Convention of 5 July 2006 on the Law Applicable to Certain Rights in respect of Securities held with an Intermediary
- Type: Convention
- Date of signature: 05/07/2006
- Place of signature: The Hague, The Netherlands
- Depositary: Ministry of Foreign Affairs of the Netherlands
- Date of entry into force: N/A
What is it about?
The Convention on the Law Applicable to Certain Rights in respect of Securities held with an Intermediary – adopted in 2002 under the auspices of the Hague Conference on Private International Law – deals with conflict of laws arising from cross-border securities transactions. Securities are defined by the Convention as any shares, bonds or other financial instruments or financial assets (other than cash), or any interest therein.

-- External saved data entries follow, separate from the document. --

//! Deck operations over the player's piles.
//!
//! - `shuffle`: Fisher–Yates permutation of a pile, input untouched
//! - `draw_n`: draw from the front of the draw pile, reshuffling the
//!   discard pile in when the draw pile runs dry

mod deck;

pub use deck::{draw_n, shuffle};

The traditional conflict of laws rule for determining the enforceability of a transfer or pledge of securities is based on the lex rei sitae principle (the validity of the disposition is determined by the law of the place where the securities are located). In order to address the legal and practical problems arising from the application of this approach in the modern context of indirectly held securities transactions, the Convention adopted the “Place of the Relevant Intermediary Approach” (“PRIMA”), which has found favour around the world. The first step to determine the choice of law is to look at the law expressly agreed between the account holder and its direct intermediary to govern the securities account. The choice of law, however, is constrained to the extent that the intermediary must have in the chosen State an office that regularly maintains securities accounts. If the account agreement does not contain such a choice of law clause, but expressly and unambiguously states that the relevant intermediary entered into the account agreement through a particular office, the applicable law is the law of the location of such office, provided that it regularly maintains securities accounts. If this test also provides no answer, the Convention considers, as the ultimate fallback, the law of the place of incorporation or organisation of the relevant intermediary.
Why is it relevant?
The Convention reduces the legal uncertainty as to the law applicable to cross-border securities transactions to the benefit of the financial system as a whole. The Convention sets forth a uniform conflict of laws rule for proprietary aspects of dispositions of securities held through indirect holding systems.